= Beginning of Section =
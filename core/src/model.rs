use chrono::{DateTime, Utc};
use serde::{Deserialize, Serialize};
use std::collections::{BTreeMap, BTreeSet};
use thiserror::Error;

pub type PostId = String;
pub type AccountId = String;
pub type NarrativeId = String;
pub type CommunityId = String;

/// Canonical post. Immutable once ingested apart from the write-once embedding.
#[derive(Debug, Clone, PartialEq, Serialize, Deserialize)]
pub struct Post {
    pub id: PostId,
    pub author_id: AccountId,
    pub text: String,
    pub text_hash: String,
    pub created_at: DateTime<Utc>,
    pub urls: BTreeSet<String>,
    pub hashtags: Vec<String>,
    pub embedding: Option<Vec<f32>>,
    pub reply_to: Option<PostId>,
    pub retweet_of: Option<PostId>,
    pub mentions: Vec<AccountId>,
}

impl Post {
    /// Returns `false` when an embedding was already attached.
    pub fn attach_embedding(&mut self, embedding: Vec<f32>) -> bool {
        if self.embedding.is_some() {
            return false;
        }
        self.embedding = Some(embedding);
        true
    }
}

#[derive(Debug, Clone, PartialEq, Eq, Serialize, Deserialize)]
pub struct Account {
    pub id: AccountId,
    pub handle: String,
    pub created_at: Option<DateTime<Utc>>,
    pub followers: u64,
    pub following: u64,
    pub post_count: u64,
}

/// Author metadata carried by a raw event.
#[derive(Debug, Clone, PartialEq, Eq, Default, Serialize, Deserialize)]
pub struct AccountUpdate {
    pub id: AccountId,
    pub handle: Option<String>,
    pub created_at: Option<DateTime<Utc>>,
    pub followers: Option<u64>,
    pub following: Option<u64>,
    pub reported_post_count: Option<u64>,
}

impl Account {
    pub fn from_update(update: &AccountUpdate) -> Self {
        let mut account = Self {
            id: update.id.clone(),
            handle: update.handle.clone().unwrap_or_else(|| update.id.clone()),
            created_at: update.created_at,
            followers: 0,
            following: 0,
            post_count: 0,
        };
        account.apply(update);
        account
    }

    /// Folds one more observed post (and whatever metadata came with it) into
    /// the account.
    pub fn apply(&mut self, update: &AccountUpdate) {
        if let Some(handle) = &update.handle {
            self.handle = handle.clone();
        }
        if self.created_at.is_none() {
            self.created_at = update.created_at;
        }
        if let Some(followers) = update.followers {
            self.followers = followers;
        }
        if let Some(following) = update.following {
            self.following = following;
        }
        self.post_count += 1;
        if let Some(reported) = update.reported_post_count {
            self.post_count = self.post_count.max(reported);
        }
    }
}

#[derive(Debug, Clone, Copy, PartialEq, Eq, Hash, Serialize, Deserialize)]
#[serde(rename_all = "SCREAMING_SNAKE_CASE")]
pub enum BotLabel {
    Bot,
    Suspicious,
    Organic,
}

impl BotLabel {
    pub fn as_str(self) -> &'static str {
        match self {
            BotLabel::Bot => "BOT",
            BotLabel::Suspicious => "SUSPICIOUS",
            BotLabel::Organic => "ORGANIC",
        }
    }
}

#[derive(Debug, Clone, PartialEq, Serialize, Deserialize)]
pub struct BotScore {
    pub account_id: AccountId,
    pub score: f64,
    pub label: BotLabel,
    pub features: BTreeMap<String, f64>,
}

#[derive(Debug, Clone, Copy, PartialEq, Eq, PartialOrd, Ord, Hash, Serialize, Deserialize)]
#[serde(rename_all = "SCREAMING_SNAKE_CASE")]
pub enum RiskLevel {
    Low,
    Medium,
    High,
    Critical,
}

#[derive(Debug, Clone, Copy, PartialEq, Eq, PartialOrd, Ord, Hash, Serialize, Deserialize)]
#[serde(rename_all = "SCREAMING_SNAKE_CASE")]
pub enum Urgency {
    Routine,
    Urgent,
    Immediate,
}

#[derive(Debug, Clone, Copy, PartialEq, Default, Serialize, Deserialize)]
pub struct MetricContribution {
    pub value: f64,
    pub normalized: f64,
    pub contribution: f64,
}

#[derive(Debug, Clone, PartialEq, Default, Serialize, Deserialize)]
pub struct RiskMetrics {
    pub bot_ratio: MetricContribution,
    pub spike_velocity: MetricContribution,
    pub coordination: MetricContribution,
    pub suspicious_urls: MetricContribution,
}

#[derive(Debug, Clone, PartialEq, Serialize, Deserialize)]
pub struct RiskAssessment {
    pub risk_score: f64,
    pub risk_level: RiskLevel,
    pub urgency: Urgency,
    pub is_spike: bool,
    pub bot_ratio_interpretation: String,
    pub metrics: RiskMetrics,
}

#[derive(Debug, Error, Clone, PartialEq, Eq)]
pub enum MembershipError {
    #[error("post {0} is already a member")]
    AlreadyMember(PostId),
    #[error("embedding dimension {actual} does not match centroid dimension {expected}")]
    DimensionMismatch { expected: usize, actual: usize },
}

/// A tracked storyline. Created with its first member and updated in place
/// afterwards; never deleted, only archived.
#[derive(Debug, Clone, PartialEq, Serialize, Deserialize)]
pub struct Narrative {
    pub id: NarrativeId,
    pub members: BTreeMap<PostId, DateTime<Utc>>,
    pub origin_post_id: PostId,
    pub first_seen: DateTime<Utc>,
    pub last_seen: DateTime<Utc>,
    pub velocity: f64,
    pub bot_ratio: f64,
    pub risk_score: f64,
    pub risk_level: RiskLevel,
    pub urgency: Urgency,
    pub risk: Option<RiskAssessment>,
    pub dominant_community: Option<CommunityId>,
    pub archived: bool,
    /// Running sum of member embeddings; cosine against it equals cosine
    /// against the mean.
    #[serde(skip)]
    pub centroid: Vec<f32>,
    pub version: u64,
}

impl Narrative {
    pub fn open(
        id: NarrativeId,
        post_id: PostId,
        created_at: DateTime<Utc>,
        embedding: &[f32],
    ) -> Self {
        let mut members = BTreeMap::new();
        members.insert(post_id.clone(), created_at);
        Self {
            id,
            members,
            origin_post_id: post_id,
            first_seen: created_at,
            last_seen: created_at,
            velocity: 0.0,
            bot_ratio: 0.0,
            risk_score: 0.0,
            risk_level: RiskLevel::Low,
            urgency: Urgency::Routine,
            risk: None,
            dominant_community: None,
            archived: false,
            centroid: embedding.to_vec(),
            version: 0,
        }
    }

    pub fn tweet_count(&self) -> usize {
        self.members.len()
    }

    pub fn contains(&self, post_id: &str) -> bool {
        self.members.contains_key(post_id)
    }

    pub fn member_post_ids(&self) -> impl Iterator<Item = &PostId> {
        self.members.keys()
    }

    pub fn admit(
        &mut self,
        post_id: &str,
        created_at: DateTime<Utc>,
        embedding: &[f32],
    ) -> Result<(), MembershipError> {
        if self.members.contains_key(post_id) {
            return Err(MembershipError::AlreadyMember(post_id.to_string()));
        }
        if self.centroid.is_empty() {
            self.centroid = vec![0.0; embedding.len()];
        }
        if self.centroid.len() != embedding.len() {
            return Err(MembershipError::DimensionMismatch {
                expected: self.centroid.len(),
                actual: embedding.len(),
            });
        }

        for (acc, value) in self.centroid.iter_mut().zip(embedding) {
            *acc += *value;
        }
        self.members.insert(post_id.to_string(), created_at);
        if (created_at, post_id) < (self.first_seen, self.origin_post_id.as_str()) {
            self.first_seen = created_at;
            self.origin_post_id = post_id.to_string();
        }
        if created_at > self.last_seen {
            self.last_seen = created_at;
        }
        Ok(())
    }

    /// Removes a member. The origin is re-derived when the evicted post was
    /// patient zero.
    pub fn evict(&mut self, post_id: &str, embedding: Option<&[f32]>) -> bool {
        if self.members.remove(post_id).is_none() {
            return false;
        }
        if let Some(embedding) = embedding {
            if embedding.len() == self.centroid.len() {
                for (acc, value) in self.centroid.iter_mut().zip(embedding) {
                    *acc -= *value;
                }
            }
        }
        if self.origin_post_id == post_id {
            self.recompute_bounds();
        }
        true
    }

    fn recompute_bounds(&mut self) {
        if let Some((post_id, created_at)) = self
            .members
            .iter()
            .min_by(|a, b| (a.1, a.0).cmp(&(b.1, b.0)))
        {
            self.origin_post_id = post_id.clone();
            self.first_seen = *created_at;
        }
        if let Some(last) = self.members.values().max() {
            self.last_seen = *last;
        }
    }

    /// `true` when `origin_post_id` is the earliest member (ties by id).
    pub fn origin_is_consistent(&self) -> bool {
        match self
            .members
            .iter()
            .min_by(|a, b| (a.1, a.0).cmp(&(b.1, b.0)))
        {
            Some((post_id, created_at)) => {
                *post_id == self.origin_post_id && *created_at == self.first_seen
            }
            None => true,
        }
    }

    pub fn members_since(&self, since: DateTime<Utc>) -> usize {
        self.members.values().filter(|ts| **ts > since).count()
    }
}

#[derive(Debug, Clone, Copy, PartialEq, Eq, PartialOrd, Ord, Hash, Serialize, Deserialize)]
#[serde(rename_all = "SCREAMING_SNAKE_CASE")]
pub enum EdgeType {
    Retweet,
    Reply,
    Mention,
    SimilarText,
}

impl EdgeType {
    pub fn as_str(self) -> &'static str {
        match self {
            EdgeType::Retweet => "RETWEET",
            EdgeType::Reply => "REPLY",
            EdgeType::Mention => "MENTION",
            EdgeType::SimilarText => "SIMILAR_TEXT",
        }
    }
}

#[derive(Debug, Clone, PartialEq, Serialize, Deserialize)]
pub struct CommunityEdge {
    pub source_account_id: AccountId,
    pub target_account_id: AccountId,
    #[serde(rename = "type")]
    pub edge_type: EdgeType,
    pub weight: f64,
}

#[derive(Debug, Clone, Copy, PartialEq, Eq, Hash, Serialize, Deserialize)]
#[serde(rename_all = "SCREAMING_SNAKE_CASE")]
pub enum CommunityClass {
    Organic,
    Bot,
    Hybrid,
}

#[derive(Debug, Clone, PartialEq, Serialize, Deserialize)]
pub struct Community {
    pub id: CommunityId,
    pub member_account_ids: BTreeSet<AccountId>,
    pub modularity: f64,
    pub classification: CommunityClass,
    pub mean_bot_score: f64,
    pub internal_weight: f64,
    pub external_weight: f64,
}

impl Community {
    /// Share of incident weight that stays inside the community.
    pub fn cohesion(&self) -> f64 {
        let total = self.internal_weight + self.external_weight;
        if total <= f64::EPSILON {
            0.0
        } else {
            self.internal_weight / total
        }
    }
}

#[derive(Debug, Clone, Copy, PartialEq, Eq, Serialize, Deserialize)]
#[serde(rename_all = "SCREAMING_SNAKE_CASE")]
pub enum BurstKind {
    ExactMatch,
    SemanticSimilarity,
}

/// Three or more accounts posting the same (or nearly the same) text inside
/// one coordination window.
#[derive(Debug, Clone, PartialEq, Serialize, Deserialize)]
pub struct CoordinationBurst {
    pub kind: BurstKind,
    pub account_ids: Vec<AccountId>,
    pub post_ids: Vec<PostId>,
    pub time_span_seconds: i64,
    pub avg_similarity: f64,
}

#[derive(Debug, Clone, PartialEq, Serialize, Deserialize)]
pub struct GraphSnapshot {
    pub version: u64,
    pub built_at: DateTime<Utc>,
    pub nodes: Vec<AccountId>,
    pub edges: Vec<CommunityEdge>,
    pub communities: Vec<Community>,
    pub membership: BTreeMap<AccountId, CommunityId>,
    pub modularity: f64,
    pub bursts: Vec<CoordinationBurst>,
}

impl GraphSnapshot {
    pub fn empty(built_at: DateTime<Utc>) -> Self {
        Self {
            version: 0,
            built_at,
            nodes: Vec::new(),
            edges: Vec::new(),
            communities: Vec::new(),
            membership: BTreeMap::new(),
            modularity: 0.0,
            bursts: Vec::new(),
        }
    }

    pub fn community(&self, id: &str) -> Option<&Community> {
        self.communities.iter().find(|community| community.id == id)
    }

    pub fn community_of(&self, account_id: &str) -> Option<&Community> {
        self.membership
            .get(account_id)
            .and_then(|id| self.community(id))
    }
}

#[cfg(test)]
mod tests {
    use super::*;
    use chrono::TimeZone;

    fn ts(minute: u32) -> DateTime<Utc> {
        Utc.with_ymd_and_hms(2024, 5, 1, 12, minute, 0).unwrap()
    }

    #[test]
    fn admit_moves_origin_to_earliest_member() {
        let mut narrative = Narrative::open("nar-1".into(), "p2".into(), ts(10), &[1.0, 0.0]);
        narrative.admit("p1", ts(5), &[1.0, 0.0]).unwrap();
        narrative.admit("p3", ts(20), &[0.0, 1.0]).unwrap();

        assert_eq!(narrative.origin_post_id, "p1");
        assert_eq!(narrative.first_seen, ts(5));
        assert_eq!(narrative.last_seen, ts(20));
        assert_eq!(narrative.tweet_count(), 3);
        assert!(narrative.origin_is_consistent());
    }

    #[test]
    fn origin_ties_break_on_lowest_post_id() {
        let mut narrative = Narrative::open("nar-1".into(), "p9".into(), ts(10), &[1.0]);
        narrative.admit("p3", ts(10), &[1.0]).unwrap();
        assert_eq!(narrative.origin_post_id, "p3");
    }

    #[test]
    fn admit_rejects_duplicate_member() {
        let mut narrative = Narrative::open("nar-1".into(), "p1".into(), ts(1), &[1.0]);
        let err = narrative.admit("p1", ts(0), &[1.0]).unwrap_err();
        assert_eq!(err, MembershipError::AlreadyMember("p1".into()));
        assert_eq!(narrative.first_seen, ts(1));
    }

    #[test]
    fn evicting_origin_rederives_it() {
        let mut narrative = Narrative::open("nar-1".into(), "p1".into(), ts(1), &[1.0]);
        narrative.admit("p2", ts(2), &[1.0]).unwrap();
        assert!(narrative.evict("p1", Some(&[1.0])));
        assert_eq!(narrative.origin_post_id, "p2");
        assert_eq!(narrative.centroid, vec![1.0]);
        assert!(narrative.origin_is_consistent());
    }

    #[test]
    fn account_apply_counts_posts_and_respects_reported_total() {
        let update = AccountUpdate {
            id: "u1".into(),
            handle: Some("alice".into()),
            reported_post_count: Some(40),
            ..Default::default()
        };
        let mut account = Account::from_update(&update);
        assert_eq!(account.post_count, 40);

        account.apply(&AccountUpdate {
            id: "u1".into(),
            ..Default::default()
        });
        assert_eq!(account.post_count, 41);
        assert_eq!(account.handle, "alice");
    }
}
= End of Section =
■ WHAT THE EXERCISE ASKS ■
Find the lines above with the word "metadata". Copy them out.

■ RESULT OF THIS TASK ■
/// Author metadata carried by a raw event.
    /// Folds one more observed post (and whatever metadata came with it) into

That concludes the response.